WORK TASK: Transcribe every entry word for word.

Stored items

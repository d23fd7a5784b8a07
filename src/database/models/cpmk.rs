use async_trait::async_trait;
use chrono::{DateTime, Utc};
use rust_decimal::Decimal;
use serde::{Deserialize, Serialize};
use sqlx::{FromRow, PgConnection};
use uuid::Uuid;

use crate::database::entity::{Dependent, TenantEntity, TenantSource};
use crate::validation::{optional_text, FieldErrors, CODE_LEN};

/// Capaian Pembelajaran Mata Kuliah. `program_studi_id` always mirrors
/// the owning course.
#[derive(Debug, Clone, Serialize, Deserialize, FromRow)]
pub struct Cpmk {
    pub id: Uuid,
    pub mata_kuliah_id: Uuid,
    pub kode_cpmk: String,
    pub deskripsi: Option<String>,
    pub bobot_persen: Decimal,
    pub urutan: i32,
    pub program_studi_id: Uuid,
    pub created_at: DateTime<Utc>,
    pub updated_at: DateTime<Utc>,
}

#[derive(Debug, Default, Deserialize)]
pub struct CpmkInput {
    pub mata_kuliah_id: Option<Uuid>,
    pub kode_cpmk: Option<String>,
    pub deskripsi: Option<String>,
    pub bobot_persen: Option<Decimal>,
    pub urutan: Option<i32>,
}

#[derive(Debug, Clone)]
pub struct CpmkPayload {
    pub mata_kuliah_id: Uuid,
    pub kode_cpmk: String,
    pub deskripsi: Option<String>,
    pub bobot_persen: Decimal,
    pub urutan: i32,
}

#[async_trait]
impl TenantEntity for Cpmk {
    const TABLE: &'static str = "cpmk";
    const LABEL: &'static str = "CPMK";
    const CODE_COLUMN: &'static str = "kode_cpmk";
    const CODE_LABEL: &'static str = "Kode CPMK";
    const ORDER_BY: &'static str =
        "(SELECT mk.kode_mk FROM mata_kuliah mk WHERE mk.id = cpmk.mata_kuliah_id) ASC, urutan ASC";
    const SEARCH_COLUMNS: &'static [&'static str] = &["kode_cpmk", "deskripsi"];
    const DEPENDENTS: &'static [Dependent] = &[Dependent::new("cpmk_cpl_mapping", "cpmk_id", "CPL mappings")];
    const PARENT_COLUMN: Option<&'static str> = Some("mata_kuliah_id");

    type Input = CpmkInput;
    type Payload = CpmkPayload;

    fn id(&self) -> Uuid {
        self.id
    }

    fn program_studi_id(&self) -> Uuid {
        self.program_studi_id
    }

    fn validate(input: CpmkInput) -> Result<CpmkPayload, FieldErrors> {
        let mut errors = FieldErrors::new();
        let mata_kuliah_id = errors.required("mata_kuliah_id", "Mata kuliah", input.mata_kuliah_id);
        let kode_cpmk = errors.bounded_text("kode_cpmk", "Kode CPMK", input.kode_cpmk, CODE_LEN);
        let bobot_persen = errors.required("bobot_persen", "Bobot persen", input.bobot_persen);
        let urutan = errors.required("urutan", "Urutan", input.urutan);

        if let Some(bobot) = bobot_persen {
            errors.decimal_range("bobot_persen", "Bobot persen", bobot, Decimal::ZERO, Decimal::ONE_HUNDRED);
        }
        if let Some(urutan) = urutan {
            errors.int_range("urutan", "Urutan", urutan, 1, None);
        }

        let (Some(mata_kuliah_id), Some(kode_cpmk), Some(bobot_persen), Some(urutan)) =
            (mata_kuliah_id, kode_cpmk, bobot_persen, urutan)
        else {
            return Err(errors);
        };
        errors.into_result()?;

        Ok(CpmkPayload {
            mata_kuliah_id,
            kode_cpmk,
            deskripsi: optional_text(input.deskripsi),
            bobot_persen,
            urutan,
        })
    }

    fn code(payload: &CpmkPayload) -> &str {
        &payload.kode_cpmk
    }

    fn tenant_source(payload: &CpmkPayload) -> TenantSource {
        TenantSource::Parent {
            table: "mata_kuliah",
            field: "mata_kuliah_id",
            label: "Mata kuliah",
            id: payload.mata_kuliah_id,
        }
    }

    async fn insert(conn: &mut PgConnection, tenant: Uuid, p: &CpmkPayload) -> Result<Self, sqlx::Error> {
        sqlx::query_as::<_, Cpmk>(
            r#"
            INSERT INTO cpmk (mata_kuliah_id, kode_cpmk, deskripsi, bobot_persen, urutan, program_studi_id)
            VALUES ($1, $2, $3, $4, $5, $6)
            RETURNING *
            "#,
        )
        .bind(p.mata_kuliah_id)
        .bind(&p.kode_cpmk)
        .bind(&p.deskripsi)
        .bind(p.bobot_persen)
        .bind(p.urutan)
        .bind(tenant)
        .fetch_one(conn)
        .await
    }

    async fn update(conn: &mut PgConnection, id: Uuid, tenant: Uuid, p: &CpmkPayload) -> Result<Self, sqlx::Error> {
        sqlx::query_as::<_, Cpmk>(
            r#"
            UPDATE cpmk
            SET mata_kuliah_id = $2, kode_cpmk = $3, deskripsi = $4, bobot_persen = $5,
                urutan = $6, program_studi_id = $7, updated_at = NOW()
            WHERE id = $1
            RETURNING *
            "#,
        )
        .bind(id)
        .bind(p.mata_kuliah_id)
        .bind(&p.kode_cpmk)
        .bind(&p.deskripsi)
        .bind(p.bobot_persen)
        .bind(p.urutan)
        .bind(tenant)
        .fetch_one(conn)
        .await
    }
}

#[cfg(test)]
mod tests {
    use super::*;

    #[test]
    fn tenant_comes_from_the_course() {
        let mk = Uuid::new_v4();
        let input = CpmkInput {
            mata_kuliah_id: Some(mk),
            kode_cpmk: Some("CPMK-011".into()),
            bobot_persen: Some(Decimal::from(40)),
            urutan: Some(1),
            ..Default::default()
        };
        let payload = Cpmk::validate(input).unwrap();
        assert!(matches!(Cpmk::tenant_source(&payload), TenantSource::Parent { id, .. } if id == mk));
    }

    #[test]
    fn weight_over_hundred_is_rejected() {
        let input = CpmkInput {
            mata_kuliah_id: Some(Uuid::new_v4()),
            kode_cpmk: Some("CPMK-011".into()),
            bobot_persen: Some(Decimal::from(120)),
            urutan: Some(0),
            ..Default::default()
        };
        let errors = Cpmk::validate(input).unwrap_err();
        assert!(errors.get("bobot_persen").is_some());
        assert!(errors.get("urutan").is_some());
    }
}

SOLUTION TO THE EXERCISE:
repository d23fd7a5784b8a07
filename src/database/models/cpmk.rs
use async_trait::async_trait;
use chrono::{DateTime, Utc};
use rust_decimal::Decimal;
use serde::{Deserialize, Serialize};
use sqlx::{FromRow, PgConnection};
use uuid::Uuid;

use crate::database::entity::{Dependent, TenantEntity, TenantSource};
use crate::validation::{optional_text, FieldErrors, CODE_LEN};

/// Capaian Pembelajaran Mata Kuliah. `program_studi_id` always mirrors
/// the owning course.
#[derive(Debug, Clone, Serialize, Deserialize, FromRow)]
pub struct Cpmk {
    pub id: Uuid,
    pub mata_kuliah_id: Uuid,
    pub kode_cpmk: String,
    pub deskripsi: Option<String>,
    pub bobot_persen: Decimal,
    pub urutan: i32,
    pub program_studi_id: Uuid,
    pub created_at: DateTime<Utc>,
    pub updated_at: DateTime<Utc>,
}

#[derive(Debug, Default, Deserialize)]
pub struct CpmkInput {
    pub mata_kuliah_id: Option<Uuid>,
    pub kode_cpmk: Option<String>,
    pub deskripsi: Option<String>,
    pub bobot_persen: Option<Decimal>,
    pub urutan: Option<i32>,
}

#[derive(Debug, Clone)]
pub struct CpmkPayload {
    pub mata_kuliah_id: Uuid,
    pub kode_cpmk: String,
    pub deskripsi: Option<String>,
    pub bobot_persen: Decimal,
    pub urutan: i32,
}

#[async_trait]
impl TenantEntity for Cpmk {
    const TABLE: &'static str = "cpmk";
    const LABEL: &'static str = "CPMK";
    const CODE_COLUMN: &'static str = "kode_cpmk";
    const CODE_LABEL: &'static str = "Kode CPMK";
    const ORDER_BY: &'static str =
        "(SELECT mk.kode_mk FROM mata_kuliah mk WHERE mk.id = cpmk.mata_kuliah_id) ASC, urutan ASC";
    const SEARCH_COLUMNS: &'static [&'static str] = &["kode_cpmk", "deskripsi"];
    const DEPENDENTS: &'static [Dependent] = &[Dependent::new("cpmk_cpl_mapping", "cpmk_id", "CPL mappings")];
    const PARENT_COLUMN: Option<&'static str> = Some("mata_kuliah_id");

    type Input = CpmkInput;
    type Payload = CpmkPayload;

    fn id(&self) -> Uuid {
        self.id
    }

    fn program_studi_id(&self) -> Uuid {
        self.program_studi_id
    }

    fn validate(input: CpmkInput) -> Result<CpmkPayload, FieldErrors> {
        let mut errors = FieldErrors::new();
        let mata_kuliah_id = errors.required("mata_kuliah_id", "Mata kuliah", input.mata_kuliah_id);
        let kode_cpmk = errors.bounded_text("kode_cpmk", "Kode CPMK", input.kode_cpmk, CODE_LEN);
        let bobot_persen = errors.required("bobot_persen", "Bobot persen", input.bobot_persen);
        let urutan = errors.required("urutan", "Urutan", input.urutan);

        if let Some(bobot) = bobot_persen {
            errors.decimal_range("bobot_persen", "Bobot persen", bobot, Decimal::ZERO, Decimal::ONE_HUNDRED);
        }
        if let Some(urutan) = urutan {
            errors.int_range("urutan", "Urutan", urutan, 1, None);
        }

        let (Some(mata_kuliah_id), Some(kode_cpmk), Some(bobot_persen), Some(urutan)) =
            (mata_kuliah_id, kode_cpmk, bobot_persen, urutan)
        else {
            return Err(errors);
        };
        errors.into_result()?;

        Ok(CpmkPayload {
            mata_kuliah_id,
            kode_cpmk,
            deskripsi: optional_text(input.deskripsi),
            bobot_persen,
            urutan,
        })
    }

    fn code(payload: &CpmkPayload) -> &str {
        &payload.kode_cpmk
    }

    fn tenant_source(payload: &CpmkPayload) -> TenantSource {
        TenantSource::Parent {
            table: "mata_kuliah",
            field: "mata_kuliah_id",
            label: "Mata kuliah",
            id: payload.mata_kuliah_id,
        }
    }

    async fn insert(conn: &mut PgConnection, tenant: Uuid, p: &CpmkPayload) -> Result<Self, sqlx::Error> {
        sqlx::query_as::<_, Cpmk>(
            r#"
            INSERT INTO cpmk (mata_kuliah_id, kode_cpmk, deskripsi, bobot_persen, urutan, program_studi_id)
            VALUES ($1, $2, $3, $4, $5, $6)
            RETURNING *
            "#,
        )
        .bind(p.mata_kuliah_id)
        .bind(&p.kode_cpmk)
        .bind(&p.deskripsi)
        .bind(p.bobot_persen)
        .bind(p.urutan)
        .bind(tenant)
        .fetch_one(conn)
        .await
    }

    async fn update(conn: &mut PgConnection, id: Uuid, tenant: Uuid, p: &CpmkPayload) -> Result<Self, sqlx::Error> {
        sqlx::query_as::<_, Cpmk>(
            r#"
            UPDATE cpmk
            SET mata_kuliah_id = $2, kode_cpmk = $3, deskripsi = $4, bobot_persen = $5,
                urutan = $6, program_studi_id = $7, updated_at = NOW()
            WHERE id = $1
            RETURNING *
            "#,
        )
        .bind(id)
        .bind(p.mata_kuliah_id)
        .bind(&p.kode_cpmk)
        .bind(&p.deskripsi)
        .bind(p.bobot_persen)
        .bind(p.urutan)
        .bind(tenant)
        .fetch_one(conn)
        .await
    }
}

#[cfg(test)]
mod tests {
    use super::*;

    #[test]
    fn tenant_comes_from_the_course() {
        let mk = Uuid::new_v4();
        let input = CpmkInput {
            mata_kuliah_id: Some(mk),
            kode_cpmk: Some("CPMK-011".into()),
            bobot_persen: Some(Decimal::from(40)),
            urutan: Some(1),
            ..Default::default()
        };
        let payload = Cpmk::validate(input).unwrap();
        assert!(matches!(Cpmk::tenant_source(&payload), TenantSource::Parent { id, .. } if id == mk));
    }

    #[test]
    fn weight_over_hundred_is_rejected() {
        let input = CpmkInput {
            mata_kuliah_id: Some(Uuid::new_v4()),
            kode_cpmk: Some("CPMK-011".into()),
            bobot_persen: Some(Decimal::from(120)),
            urutan: Some(0),
            ..Default::default()
        };
        let errors = Cpmk::validate(input).unwrap_err();
        assert!(errors.get("bobot_persen").is_some());
        assert!(errors.get("urutan").is_some());
    }
}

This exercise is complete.